### Exercise requirements
If a line below contains the word "PostgreSQL", count it. Please give the total and nothing else.

(Stored items)
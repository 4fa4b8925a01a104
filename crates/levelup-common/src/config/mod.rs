//! Configuration structs

mod app_config;

pub use app_config::{
    AppConfig, AppSettings, ConfigError, DatabaseConfig, Environment, LevelingDefaults,
    RedisConfig, SnowflakeConfig,
};
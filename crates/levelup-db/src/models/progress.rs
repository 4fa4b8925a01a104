//! User progress database model

use chrono::{DateTime, Utc};
use sqlx::FromRow;

/// Database model for the user_progress table
#[derive(Debug, Clone, FromRow)]
pub struct UserProgressModel {
    pub guild_id: i64,
    pub user_id: i64,
    pub xp: i64,
    pub level: i64,
    pub message_count: i64,
    pub last_event_at: Option<DateTime<Utc>>,
    pub active: bool,
    pub created_at: DateTime<Utc>,
    pub updated_at: DateTime<Utc>,
}
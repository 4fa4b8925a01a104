//! Business logic services
//!
//! This module contains the service layer implementations that orchestrate
//! domain operations around the persistence and notification collaborators.

pub mod admin;
pub mod context;
pub mod error;
pub mod leveling;
pub mod rank;

// Re-export all services for convenience
pub use admin::AdminService;
pub use context::{ServiceContext, ServiceContextBuilder};
pub use error::{ServiceError, ServiceResult};
pub use leveling::LevelingService;
pub use rank::RankService;
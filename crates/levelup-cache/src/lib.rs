//! # levelup-cache
//!
//! Cache layer: the Redis connection pool, the cooldown gates (in-process
//! and shared), a TTL'd guild-config cache, and the announcement publisher.
//!
//! The cooldown gate is the piece that must be atomic per (guild, user) key.
//! [`MemoryCooldownGate`] is correct for a single engine process;
//! [`RedisCooldownGate`] moves the check-and-set into Redis so multiple
//! engine instances share one window.

pub mod announce;
pub mod config_cache;
pub mod cooldown;
pub mod pool;

pub use announce::{Announcement, AnnouncementPublisher};
pub use config_cache::ConfigCache;
pub use cooldown::{MemoryCooldownGate, RedisCooldownGate};
pub use pool::{create_shared_pool, RedisPool, RedisPoolConfig, RedisPoolError, RedisResult, SharedRedisPool};
//! Audit entry entity - write-only record of an accepted gain event

use chrono::{DateTime, Utc};

use crate::value_objects::Snowflake;

/// One accepted gain event, recorded best-effort for telemetry
#[derive(Debug, Clone, PartialEq, Eq)]
pub struct XpAuditEntry {
    /// Generated by the engine's snowflake generator
    pub id: Snowflake,
    pub guild_id: Snowflake,
    pub user_id: Snowflake,
    /// XP awarded by this event
    pub gain: i64,
    /// Lifetime XP after the award
    pub total_xp: i64,
    /// Level after the award
    pub level: i64,
    pub leveled_up: bool,
    pub recorded_at: DateTime<Utc>,
}

impl XpAuditEntry {
    pub fn new(
        id: Snowflake,
        guild_id: Snowflake,
        user_id: Snowflake,
        gain: i64,
        total_xp: i64,
        level: i64,
        leveled_up: bool,
    ) -> Self {
        Self {
            id,
            guild_id,
            user_id,
            gain,
            total_xp,
            level,
            leveled_up,
            recorded_at: Utc::now(),
        }
    }
}
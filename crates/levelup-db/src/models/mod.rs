//! Database models (SQLx `FromRow` structs)

mod audit_log;
mod config;
mod progress;

pub use audit_log::XpAuditModel;
pub use config::LevelingConfigModel;
pub use progress::UserProgressModel;
//! In-memory fakes of the engine's collaborators
//!
//! Each fake keeps its state behind a `Mutex` and mirrors the contract of
//! the real implementation, including the atomicity of `apply_gain`. The
//! recording fakes expose what they saw so tests can assert on side effects,
//! and carry a failure switch for exercising the best-effort paths.

use std::collections::HashMap;
use std::sync::atomic::{AtomicBool, Ordering};
use std::sync::Mutex;

use async_trait::async_trait;
use chrono::{DateTime, Utc};

use levelup_core::entities::{LevelingConfig, UserProgress, XpAuditEntry};
use levelup_core::error::DomainError;
use levelup_core::traits::{
    AppliedGain, AuditLogRepository, ConfigRepository, NotificationSink, ProgressRepository,
    RepoResult,
};
use levelup_core::Snowflake;

// ============================================================================
// Config Repository
// ============================================================================

/// In-memory ConfigRepository
#[derive(Debug, Default)]
pub struct MemoryConfigRepository {
    configs: Mutex<HashMap<i64, LevelingConfig>>,
}

impl MemoryConfigRepository {
    pub fn new() -> Self {
        Self::default()
    }

    /// Seed a config directly, bypassing the trait
    pub fn seed(&self, config: LevelingConfig) {
        self.configs
            .lock()
            .unwrap()
            .insert(config.guild_id.into_inner(), config);
    }

    /// Number of stored configs
    pub fn len(&self) -> usize {
        self.configs.lock().unwrap().len()
    }

    pub fn is_empty(&self) -> bool {
        self.len() == 0
    }
}

#[async_trait]
impl ConfigRepository for MemoryConfigRepository {
    async fn find(&self, guild_id: Snowflake) -> RepoResult<Option<LevelingConfig>> {
        Ok(self
            .configs
            .lock()
            .unwrap()
            .get(&guild_id.into_inner())
            .cloned())
    }

    async fn upsert(&self, config: &LevelingConfig) -> RepoResult<()> {
        self.configs
            .lock()
            .unwrap()
            .insert(config.guild_id.into_inner(), config.clone());
        Ok(())
    }

    async fn set_enabled(&self, guild_id: Snowflake, enabled: bool) -> RepoResult<()> {
        let mut configs = self.configs.lock().unwrap();
        match configs.get_mut(&guild_id.into_inner()) {
            Some(config) => {
                config.enabled = enabled;
                config.updated_at = Utc::now();
                Ok(())
            }
            None => Err(DomainError::ConfigNotFound(guild_id)),
        }
    }
}

// ============================================================================
// Progress Repository
// ============================================================================

/// In-memory ProgressRepository
///
/// `apply_gain` holds the map lock across read-increment-derive, matching
/// the single-transaction semantics of the PostgreSQL implementation.
#[derive(Debug, Default)]
pub struct MemoryProgressRepository {
    rows: Mutex<HashMap<(i64, i64), UserProgress>>,
    fail_writes: AtomicBool,
}

impl MemoryProgressRepository {
    pub fn new() -> Self {
        Self::default()
    }

    /// Make every subsequent write fail with a database error
    pub fn fail_writes(&self, fail: bool) {
        self.fail_writes.store(fail, Ordering::SeqCst);
    }

    /// Seed a progress row directly, bypassing the trait
    pub fn seed(&self, progress: UserProgress) {
        let key = (
            progress.guild_id.into_inner(),
            progress.user_id.into_inner(),
        );
        self.rows.lock().unwrap().insert(key, progress);
    }

    fn check_writable(&self) -> RepoResult<()> {
        if self.fail_writes.load(Ordering::SeqCst) {
            return Err(DomainError::DatabaseError(
                "injected write failure".to_string(),
            ));
        }
        Ok(())
    }
}

#[async_trait]
impl ProgressRepository for MemoryProgressRepository {
    async fn find(
        &self,
        guild_id: Snowflake,
        user_id: Snowflake,
    ) -> RepoResult<Option<UserProgress>> {
        let key = (guild_id.into_inner(), user_id.into_inner());
        Ok(self.rows.lock().unwrap().get(&key).cloned())
    }

    async fn apply_gain(
        &self,
        guild_id: Snowflake,
        user_id: Snowflake,
        gain: i64,
        now: DateTime<Utc>,
    ) -> RepoResult<AppliedGain> {
        self.check_writable()?;

        let key = (guild_id.into_inner(), user_id.into_inner());
        let mut rows = self.rows.lock().unwrap();
        let progress = rows
            .entry(key)
            .or_insert_with(|| UserProgress::new(guild_id, user_id));

        let previous_level = progress.level;
        progress.grant(gain, now);

        Ok(AppliedGain {
            previous_level,
            progress: progress.clone(),
        })
    }

    async fn reset(
        &self,
        guild_id: Snowflake,
        user_id: Snowflake,
        now: DateTime<Utc>,
    ) -> RepoResult<()> {
        self.check_writable()?;

        let key = (guild_id.into_inner(), user_id.into_inner());
        if let Some(progress) = self.rows.lock().unwrap().get_mut(&key) {
            progress.reset(now);
        }
        Ok(())
    }

    async fn set_active(
        &self,
        guild_id: Snowflake,
        user_id: Snowflake,
        active: bool,
    ) -> RepoResult<()> {
        self.check_writable()?;

        let key = (guild_id.into_inner(), user_id.into_inner());
        match self.rows.lock().unwrap().get_mut(&key) {
            Some(progress) => {
                if active {
                    progress.reactivate(Utc::now());
                } else {
                    progress.deactivate(Utc::now());
                }
                Ok(())
            }
            None => Err(DomainError::ProgressNotFound { guild_id, user_id }),
        }
    }

    async fn deactivate_guild(&self, guild_id: Snowflake) -> RepoResult<u64> {
        self.check_writable()?;

        let mut count = 0;
        for progress in self.rows.lock().unwrap().values_mut() {
            if progress.guild_id == guild_id && progress.active {
                progress.deactivate(Utc::now());
                count += 1;
            }
        }
        Ok(count)
    }

    async fn list_active(&self, guild_id: Snowflake) -> RepoResult<Vec<UserProgress>> {
        Ok(self
            .rows
            .lock()
            .unwrap()
            .values()
            .filter(|p| p.guild_id == guild_id && p.active)
            .cloned()
            .collect())
    }
}

// ============================================================================
// Audit Log
// ============================================================================

/// Recording AuditLogRepository
#[derive(Debug, Default)]
pub struct RecordingAuditLog {
    entries: Mutex<Vec<XpAuditEntry>>,
    fail: AtomicBool,
}

impl RecordingAuditLog {
    pub fn new() -> Self {
        Self::default()
    }

    pub fn fail(&self, fail: bool) {
        self.fail.store(fail, Ordering::SeqCst);
    }

    /// Everything recorded so far
    pub fn entries(&self) -> Vec<XpAuditEntry> {
        self.entries.lock().unwrap().clone()
    }
}

#[async_trait]
impl AuditLogRepository for RecordingAuditLog {
    async fn record(&self, entry: &XpAuditEntry) -> RepoResult<()> {
        if self.fail.load(Ordering::SeqCst) {
            return Err(DomainError::DatabaseError(
                "injected audit failure".to_string(),
            ));
        }
        self.entries.lock().unwrap().push(entry.clone());
        Ok(())
    }
}

// ============================================================================
// Notification Sink
// ============================================================================

/// Recording NotificationSink
#[derive(Debug, Default)]
pub struct RecordingNotifier {
    deliveries: Mutex<Vec<(Snowflake, String)>>,
    fail: AtomicBool,
}

impl RecordingNotifier {
    pub fn new() -> Self {
        Self::default()
    }

    pub fn fail(&self, fail: bool) {
        self.fail.store(fail, Ordering::SeqCst);
    }

    /// Everything delivered so far, as (channel, text) pairs
    pub fn deliveries(&self) -> Vec<(Snowflake, String)> {
        self.deliveries.lock().unwrap().clone()
    }
}

#[async_trait]
impl NotificationSink for RecordingNotifier {
    async fn deliver(&self, channel_id: Snowflake, text: &str) -> RepoResult<()> {
        if self.fail.load(Ordering::SeqCst) {
            return Err(DomainError::NotificationError(
                "injected delivery failure".to_string(),
            ));
        }
        self.deliveries
            .lock()
            .unwrap()
            .push((channel_id, text.to_string()));
        Ok(())
    }
}
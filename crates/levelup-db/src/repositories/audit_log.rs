//! PostgreSQL implementation of AuditLogRepository

use async_trait::async_trait;
use sqlx::PgPool;
use tracing::instrument;

use levelup_core::entities::XpAuditEntry;
use levelup_core::traits::{AuditLogRepository, RepoResult};

use super::error::map_db_error;

/// PostgreSQL implementation of AuditLogRepository
///
/// Write-only from the engine's point of view; reads happen out of band
/// (dashboards, ad-hoc queries).
#[derive(Clone)]
pub struct PgAuditLogRepository {
    pool: PgPool,
}

impl PgAuditLogRepository {
    /// Create a new PgAuditLogRepository
    pub fn new(pool: PgPool) -> Self {
        Self { pool }
    }
}

#[async_trait]
impl AuditLogRepository for PgAuditLogRepository {
    #[instrument(skip(self, entry))]
    async fn record(&self, entry: &XpAuditEntry) -> RepoResult<()> {
        sqlx::query(
            r#"
            INSERT INTO xp_audit_log
                (id, guild_id, user_id, gain, total_xp, level, leveled_up, recorded_at)
            VALUES ($1, $2, $3, $4, $5, $6, $7, $8)
            "#,
        )
        .bind(entry.id.into_inner())
        .bind(entry.guild_id.into_inner())
        .bind(entry.user_id.into_inner())
        .bind(entry.gain)
        .bind(entry.total_xp)
        .bind(entry.level)
        .bind(entry.leveled_up)
        .bind(entry.recorded_at)
        .execute(&self.pool)
        .await
        .map_err(map_db_error)?;

        Ok(())
    }
}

### Finished task
3